What you are asked to do: Word for word, restate the entries that follow.

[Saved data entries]
=====

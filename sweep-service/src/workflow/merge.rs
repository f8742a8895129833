// Merge Accumulator
// Groups processed batches into merge jobs under a fixed fan-in limit

use crate::workflow::models::{FileRef, MergeJob};

/// Running state of merge batching across a graph build.
///
/// At most one merge job is open at a time. `push_pair` hands back the job
/// it seals when the fan-in limit is reached; `flush` seals a partial job.
/// Merge indices keep increasing across flushes so archive names never
/// collide within a graph.
#[derive(Debug, Clone)]
pub struct MergeAccumulator {
    limit: usize,
    next_index: usize,
    bundled_inputs: Vec<FileRef>,
    open: Option<MergeJob>,
}

impl MergeAccumulator {
    /// `limit` is clamped to at least one pair per merge
    pub fn new(limit: usize, bundled_inputs: Vec<FileRef>) -> Self {
        Self {
            limit: limit.max(1),
            next_index: 0,
            bundled_inputs,
            open: None,
        }
    }

    pub fn limit(&self) -> usize {
        self.limit
    }

    /// Index the next opened merge job will receive
    pub fn next_index(&self) -> usize {
        self.next_index
    }

    /// Pairs routed into the currently open merge job
    pub fn open_pairs(&self) -> usize {
        self.open.as_ref().map(MergeJob::pair_count).unwrap_or(0)
    }

    /// Route one (histogram, peak-area) pair, sealing the job once it is full
    pub fn push_pair(&mut self, histogram: FileRef, peak_areas: FileRef) -> Option<MergeJob> {
        let index = self.next_index;
        let bundled = &self.bundled_inputs;
        let job = self
            .open
            .get_or_insert_with(|| MergeJob::new(index, bundled.clone()));
        job.add_pair(histogram, peak_areas);

        if job.pair_count() >= self.limit {
            self.seal()
        } else {
            None
        }
    }

    /// Seal the open merge job even if it holds fewer than `limit` pairs
    pub fn flush(&mut self) -> Option<MergeJob> {
        self.seal()
    }

    fn seal(&mut self) -> Option<MergeJob> {
        let job = self.open.take()?;
        self.next_index += 1;
        Some(job)
    }
}
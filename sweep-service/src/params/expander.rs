// Parameter Set Expander
// Turns configuration rows into fully specified, validated simulation requests

use crate::error::ServiceResult;
use crate::params::error::{ConfigParseError, ConfigParseErrorKind, ConfigParseResult};
use crate::params::models::{DecayMode, ParameterSet};

use std::collections::HashMap;
use std::path::Path;

/// One configuration row: header name to raw value
pub type ConfigRow = HashMap<String, String>;

/// Fields every configuration row must carry
pub const REQUIRED_FIELDS: [&str; 8] = [
    "z",
    "a",
    "decay_mode",
    "gamma1",
    "gamma2",
    "radius",
    "total_events",
    "events_per_sim",
];

/// Expands configuration rows into parameter sets
pub struct ParameterExpander;

impl ParameterExpander {
    /// Load and expand a CSV parameter file
    pub fn load_file(path: impl AsRef<Path>) -> ServiceResult<Vec<ParameterSet>> {
        let path = path.as_ref();
        let content = std::fs::read_to_string(path).map_err(|e| {
            ConfigParseError::new(
                format!("cannot read {}: {}", path.display(), e),
                ConfigParseErrorKind::IoError,
            )
        })?;
        Self::parse_str(&content)
    }

    /// Expand CSV content with a header row
    pub fn parse_str(content: &str) -> ServiceResult<Vec<ParameterSet>> {
        let rows = Self::read_rows(content)?;
        Self::expand_rows(&rows)
    }

    /// Read raw rows, trimming whitespace around every field
    pub fn read_rows(content: &str) -> ConfigParseResult<Vec<ConfigRow>> {
        let mut reader = csv::ReaderBuilder::new()
            .has_headers(true)
            .trim(csv::Trim::All)
            .from_reader(content.as_bytes());

        reader
            .deserialize::<ConfigRow>()
            .map(|row| row.map_err(|e| ConfigParseError::from_csv_error(&e)))
            .collect()
    }

    /// Expand every row, numbering them by position
    pub fn expand_rows(rows: &[ConfigRow]) -> ServiceResult<Vec<ParameterSet>> {
        rows.iter()
            .enumerate()
            .map(|(index, row)| Self::expand_row(index, row))
            .collect()
    }

    /// Expand a single row into a parameter set.
    ///
    /// Field problems are reported as `ConfigParse` errors tagged with the
    /// row; an unrecognized decay mode is reported as `UnknownDecayMode`.
    pub fn expand_row(sequence_number: usize, row: &ConfigRow) -> ServiceResult<ParameterSet> {
        let fields = RowFields { row };
        let tag = |err: ConfigParseError| err.with_row(sequence_number);

        let element = fields.integer("z").map_err(tag)?;
        let isotope = fields.integer("a").map_err(tag)?;
        let decay_mode = fields.required("decay_mode").map_err(tag)?;
        let gamma1 = fields.number("gamma1").map_err(tag)?;
        let gamma2 = fields.number("gamma2").map_err(tag)?;
        let radius = fields.number("radius").map_err(tag)?;
        let total_events = fields.event_count("total_events").map_err(tag)?;
        let batch_events = fields.event_count("events_per_sim").map_err(tag)?;
        let iterations = fields.iterations().map_err(tag)?;

        let decay_mode: DecayMode = decay_mode.parse()?;

        Ok(ParameterSet {
            sequence_number,
            element: element.to_string(),
            isotope: isotope.to_string(),
            decay_mode,
            gamma1: gamma1.to_string(),
            gamma2: gamma2.to_string(),
            radius: radius.to_string(),
            total_events,
            batch_events,
            iterations,
        })
    }
}

/// Typed accessors over one raw row
struct RowFields<'a> {
    row: &'a ConfigRow,
}

impl<'a> RowFields<'a> {
    fn required(&self, field: &str) -> ConfigParseResult<&'a str> {
        match self.row.get(field).map(|v| v.trim()) {
            Some(value) if !value.is_empty() => Ok(value),
            _ => Err(ConfigParseError::missing_field(field).with_field_suggestion(self.row.keys())),
        }
    }

    /// Integer-valued string field, returned as written
    fn integer(&self, field: &str) -> ConfigParseResult<&'a str> {
        let value = self.required(field)?;
        value
            .parse::<i64>()
            .map(|_| value)
            .map_err(|_| ConfigParseError::invalid_number(field, value))
    }

    /// Numeric string field, returned as written
    fn number(&self, field: &str) -> ConfigParseResult<&'a str> {
        let value = self.required(field)?;
        match value.parse::<f64>() {
            Ok(parsed) if parsed.is_finite() => Ok(value),
            _ => Err(ConfigParseError::invalid_number(field, value)),
        }
    }

    /// Event counts go through floating point and are truncated, so "1.5e5" is accepted
    fn event_count(&self, field: &str) -> ConfigParseResult<u64> {
        let value = self.required(field)?;
        let parsed = value
            .parse::<f64>()
            .ok()
            .filter(|v| v.is_finite())
            .ok_or_else(|| ConfigParseError::invalid_number(field, value))?;

        let truncated = parsed.trunc();
        if truncated < 1.0 {
            return Err(ConfigParseError::invalid_value(
                field,
                format!("must be at least 1, found '{}'", value),
            ));
        }
        if truncated > u64::MAX as f64 {
            return Err(ConfigParseError::invalid_value(
                field,
                format!("is too large, found '{}'", value),
            ));
        }
        Ok(truncated as u64)
    }

    fn iterations(&self) -> ConfigParseResult<u32> {
        let value = match self.row.get("iterations").map(|v| v.trim()) {
            Some(value) if !value.is_empty() => value,
            _ => return Ok(1),
        };
        match value.parse::<u32>() {
            Ok(0) => Err(ConfigParseError::invalid_value(
                "iterations",
                "must be at least 1",
            )),
            Ok(n) => Ok(n),
            Err(_) => Err(ConfigParseError::invalid_number("iterations", value)),
        }
    }
}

=====

Solution for this problem:
filename sweep-service/src/workflow/merge.rs
repository f8742a8895129833
// Merge Accumulator
// Groups processed batches into merge jobs under a fixed fan-in limit

use crate::workflow::models::{FileRef, MergeJob};

/// Running state of merge batching across a graph build.
///
/// At most one merge job is open at a time. `push_pair` hands back the job
/// it seals when the fan-in limit is reached; `flush` seals a partial job.
/// Merge indices keep increasing across flushes so archive names never
/// collide within a graph.
#[derive(Debug, Clone)]
pub struct MergeAccumulator {
    limit: usize,
    next_index: usize,
    bundled_inputs: Vec<FileRef>,
    open: Option<MergeJob>,
}

impl MergeAccumulator {
    /// `limit` is clamped to at least one pair per merge
    pub fn new(limit: usize, bundled_inputs: Vec<FileRef>) -> Self {
        Self {
            limit: limit.max(1),
            next_index: 0,
            bundled_inputs,
            open: None,
        }
    }

    pub fn limit(&self) -> usize {
        self.limit
    }

    /// Index the next opened merge job will receive
    pub fn next_index(&self) -> usize {
        self.next_index
    }

    /// Pairs routed into the currently open merge job
    pub fn open_pairs(&self) -> usize {
        self.open.as_ref().map(MergeJob::pair_count).unwrap_or(0)
    }

    /// Route one (histogram, peak-area) pair, sealing the job once it is full
    pub fn push_pair(&mut self, histogram: FileRef, peak_areas: FileRef) -> Option<MergeJob> {
        let index = self.next_index;
        let bundled = &self.bundled_inputs;
        let job = self
            .open
            .get_or_insert_with(|| MergeJob::new(index, bundled.clone()));
        job.add_pair(histogram, peak_areas);

        if job.pair_count() >= self.limit {
            self.seal()
        } else {
            None
        }
    }

    /// Seal the open merge job even if it holds fewer than `limit` pairs
    pub fn flush(&mut self) -> Option<MergeJob> {
        self.seal()
    }

    fn seal(&mut self) -> Option<MergeJob> {
        let job = self.open.take()?;
        self.next_index += 1;
        Some(job)
    }
}
filename sweep-service/src/params/expander.rs
// Parameter Set Expander
// Turns configuration rows into fully specified, validated simulation requests

use crate::error::ServiceResult;
use crate::params::error::{ConfigParseError, ConfigParseErrorKind, ConfigParseResult};
use crate::params::models::{DecayMode, ParameterSet};

use std::collections::HashMap;
use std::path::Path;

/// One configuration row: header name to raw value
pub type ConfigRow = HashMap<String, String>;

/// Fields every configuration row must carry
pub const REQUIRED_FIELDS: [&str; 8] = [
    "z",
    "a",
    "decay_mode",
    "gamma1",
    "gamma2",
    "radius",
    "total_events",
    "events_per_sim",
];

/// Expands configuration rows into parameter sets
pub struct ParameterExpander;

impl ParameterExpander {
    /// Load and expand a CSV parameter file
    pub fn load_file(path: impl AsRef<Path>) -> ServiceResult<Vec<ParameterSet>> {
        let path = path.as_ref();
        let content = std::fs::read_to_string(path).map_err(|e| {
            ConfigParseError::new(
                format!("cannot read {}: {}", path.display(), e),
                ConfigParseErrorKind::IoError,
            )
        })?;
        Self::parse_str(&content)
    }

    /// Expand CSV content with a header row
    pub fn parse_str(content: &str) -> ServiceResult<Vec<ParameterSet>> {
        let rows = Self::read_rows(content)?;
        Self::expand_rows(&rows)
    }

    /// Read raw rows, trimming whitespace around every field
    pub fn read_rows(content: &str) -> ConfigParseResult<Vec<ConfigRow>> {
        let mut reader = csv::ReaderBuilder::new()
            .has_headers(true)
            .trim(csv::Trim::All)
            .from_reader(content.as_bytes());

        reader
            .deserialize::<ConfigRow>()
            .map(|row| row.map_err(|e| ConfigParseError::from_csv_error(&e)))
            .collect()
    }

    /// Expand every row, numbering them by position
    pub fn expand_rows(rows: &[ConfigRow]) -> ServiceResult<Vec<ParameterSet>> {
        rows.iter()
            .enumerate()
            .map(|(index, row)| Self::expand_row(index, row))
            .collect()
    }

    /// Expand a single row into a parameter set.
    ///
    /// Field problems are reported as `ConfigParse` errors tagged with the
    /// row; an unrecognized decay mode is reported as `UnknownDecayMode`.
    pub fn expand_row(sequence_number: usize, row: &ConfigRow) -> ServiceResult<ParameterSet> {
        let fields = RowFields { row };
        let tag = |err: ConfigParseError| err.with_row(sequence_number);

        let element = fields.integer("z").map_err(tag)?;
        let isotope = fields.integer("a").map_err(tag)?;
        let decay_mode = fields.required("decay_mode").map_err(tag)?;
        let gamma1 = fields.number("gamma1").map_err(tag)?;
        let gamma2 = fields.number("gamma2").map_err(tag)?;
        let radius = fields.number("radius").map_err(tag)?;
        let total_events = fields.event_count("total_events").map_err(tag)?;
        let batch_events = fields.event_count("events_per_sim").map_err(tag)?;
        let iterations = fields.iterations().map_err(tag)?;

        let decay_mode: DecayMode = decay_mode.parse()?;

        Ok(ParameterSet {
            sequence_number,
            element: element.to_string(),
            isotope: isotope.to_string(),
            decay_mode,
            gamma1: gamma1.to_string(),
            gamma2: gamma2.to_string(),
            radius: radius.to_string(),
            total_events,
            batch_events,
            iterations,
        })
    }
}

/// Typed accessors over one raw row
struct RowFields<'a> {
    row: &'a ConfigRow,
}

impl<'a> RowFields<'a> {
    fn required(&self, field: &str) -> ConfigParseResult<&'a str> {
        match self.row.get(field).map(|v| v.trim()) {
            Some(value) if !value.is_empty() => Ok(value),
            _ => Err(ConfigParseError::missing_field(field).with_field_suggestion(self.row.keys())),
        }
    }

    /// Integer-valued string field, returned as written
    fn integer(&self, field: &str) -> ConfigParseResult<&'a str> {
        let value = self.required(field)?;
        value
            .parse::<i64>()
            .map(|_| value)
            .map_err(|_| ConfigParseError::invalid_number(field, value))
    }

    /// Numeric string field, returned as written
    fn number(&self, field: &str) -> ConfigParseResult<&'a str> {
        let value = self.required(field)?;
        match value.parse::<f64>() {
            Ok(parsed) if parsed.is_finite() => Ok(value),
            _ => Err(ConfigParseError::invalid_number(field, value)),
        }
    }

    /// Event counts go through floating point and are truncated, so "1.5e5" is accepted
    fn event_count(&self, field: &str) -> ConfigParseResult<u64> {
        let value = self.required(field)?;
        let parsed = value
            .parse::<f64>()
            .ok()
            .filter(|v| v.is_finite())
            .ok_or_else(|| ConfigParseError::invalid_number(field, value))?;

        let truncated = parsed.trunc();
        if truncated < 1.0 {
            return Err(ConfigParseError::invalid_value(
                field,
                format!("must be at least 1, found '{}'", value),
            ));
        }
        if truncated > u64::MAX as f64 {
            return Err(ConfigParseError::invalid_value(
                field,
                format!("is too large, found '{}'", value),
            ));
        }
        Ok(truncated as u64)
    }

    fn iterations(&self) -> ConfigParseResult<u32> {
        let value = match self.row.get("iterations").map(|v| v.trim()) {
            Some(value) if !value.is_empty() => value,
            _ => return Ok(1),
        };
        match value.parse::<u32>() {
            Ok(0) => Err(ConfigParseError::invalid_value(
                "iterations",
                "must be at least 1",
            )),
            Ok(n) => Ok(n),
            Err(_) => Err(ConfigParseError::invalid_number("iterations", value)),
        }
    }
}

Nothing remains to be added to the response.